Motoristas que pretendem instalar adesivos de campanha eleitoral no carro devem consultar a seguradora antes de realizar a alteração. Segundo a Confederação Nacional das Seguradoras (CNseg) e a Federação Nacional de Seguros Gerais (FenSeg), propagandas de grandes proporções podem mudar as condições consideradas na contratação e afetar a cobertura em caso de sinistro.
O alerta ocorre com a proximidade do início oficial da campanha eleitoral. Conforme as entidades, um dos pontos analisados pelas seguradoras é a finalidade declarada pelo motorista no momento da contratação do seguro.

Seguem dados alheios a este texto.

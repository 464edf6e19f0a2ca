use std::time::Duration;

/// Timing and retry parameters of a node.
///
/// The defaults match the settling requirements of the power-detect circuit of
/// nRF24-class transceivers. Tests and simulations shrink them.
#[derive(Debug, Copy, Clone, PartialEq, Eq)]
pub struct RelayConfig {
    /// Number of passes over the own channels when looking for a free channel.
    pub scan_passes: u32,
    /// Wait after tuning before the busy flag or the RX FIFO can be trusted.
    pub settle: Duration,
    /// Maximum time spent listening on one channel while hunting.
    pub dwell: Duration,
    /// Sleep between two polls of the RX FIFO while collecting frames.
    pub poll_interval: Duration,
    /// Silence tolerated mid-transfer before going back to hunting.
    pub silence_timeout: Duration,
    /// Consecutive digest mismatches tolerated before going back to hunting.
    pub failure_threshold: u32,
    /// Sleep between two looks at the storage for content to transmit.
    pub media_poll: Duration,
}

impl Default for RelayConfig {
    fn default() -> Self {
        Self {
            scan_passes: 10,
            settle: Duration::from_millis(200),
            dwell: Duration::from_millis(200),
            poll_interval: Duration::from_millis(5),
            silence_timeout: Duration::from_secs(3),
            failure_threshold: 50,
            media_poll: Duration::from_secs(1),
        }
    }
}

/// Duration as whole milliseconds for `DelayMs`, saturating.
pub(crate) fn millis(duration: Duration) -> u32 {
    u32::try_from(duration.as_millis()).unwrap_or(u32::MAX)
}
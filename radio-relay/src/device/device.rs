use embedded_hal::blocking::delay::DelayMs;
use std::fmt::Debug;

use crate::channels::Channel;

/// Largest frame the transceiver carries (tag byte included).
pub const MAX_RADIO_PAYLOAD: usize = 32;

/// Minimal transceiver surface required by the relay protocol.
///
/// All nodes share a single broadcast address; the transceiver runs without
/// auto-acknowledgement nor retransmission. Every call is blocking and the
/// handle is owned by one node at a time.
pub trait Transceiver: DelayMs<u32> {
    type Error: Debug;

    /// Switches the active frequency.
    fn tune(&mut self, channel: Channel) -> Result<(), Self::Error>;

    /// Arms the receiver so incoming frames land in the RX FIFO.
    fn enable_receive_mode(&mut self) -> Result<(), Self::Error>;

    /// Received-power-detect flag of the currently tuned channel.
    fn is_busy_signal(&mut self) -> Result<bool, Self::Error>;

    /// Non-blocking poll of the RX FIFO.
    fn has_incoming_frame(&mut self) -> Result<bool, Self::Error>;

    /// Pops exactly one frame (tag byte and payload, at most [MAX_RADIO_PAYLOAD] bytes).
    fn read_frame(&mut self) -> Result<Vec<u8>, Self::Error>;

    /// Best-effort broadcast, no acknowledgement.
    fn send_frame(&mut self, frame: &[u8]) -> Result<(), Self::Error>;

    fn power_down(&mut self) -> Result<(), Self::Error>;
}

Ao contratar a apólice, o proprietário informa como utiliza o automóvel, como em deslocamentos entre a residência e o trabalho. Caso o veículo passe a ser usado em atividades relacionadas à campanha eleitoral, a finalidade poderá ser considerada diferente da comunicada inicialmente.
A exposição de propaganda política também pode aumentar o risco de vandalismo, segundo as entidades. A CNseg e a FenSeg informam que esse tipo de dano não está incluído na cobertura do seguro do automóvel.
Assim, caso o carro seja danificado durante um ato, uma manifestação ou outra atividade política, por exemplo, o proprietário poderá ter de arcar com o prejuízo, conforme as condições previstas no contrato.
De acordo com as entidades, adesivos de pequenas proporções são tolerados e não comprometem a cobertura. A orientação muda para os motoristas que pretendem instalar peças maiores ou utilizar o automóvel em atividades de campanha.
Nesses casos, o proprietário deve procurar o corretor ou a seguradora antes de colocar o material. Poderá ser necessário fazer um endosso, procedimento que atualiza as condições da apólice para registrar a utilização do veículo com propaganda eleitoral durante o período da campanha.
A mudança nas condições do contrato também poderá aumentar o preço do seguro. A avaliação dependerá das características da propaganda, do uso atribuído ao veículo e das regras estabelecidas na apólice.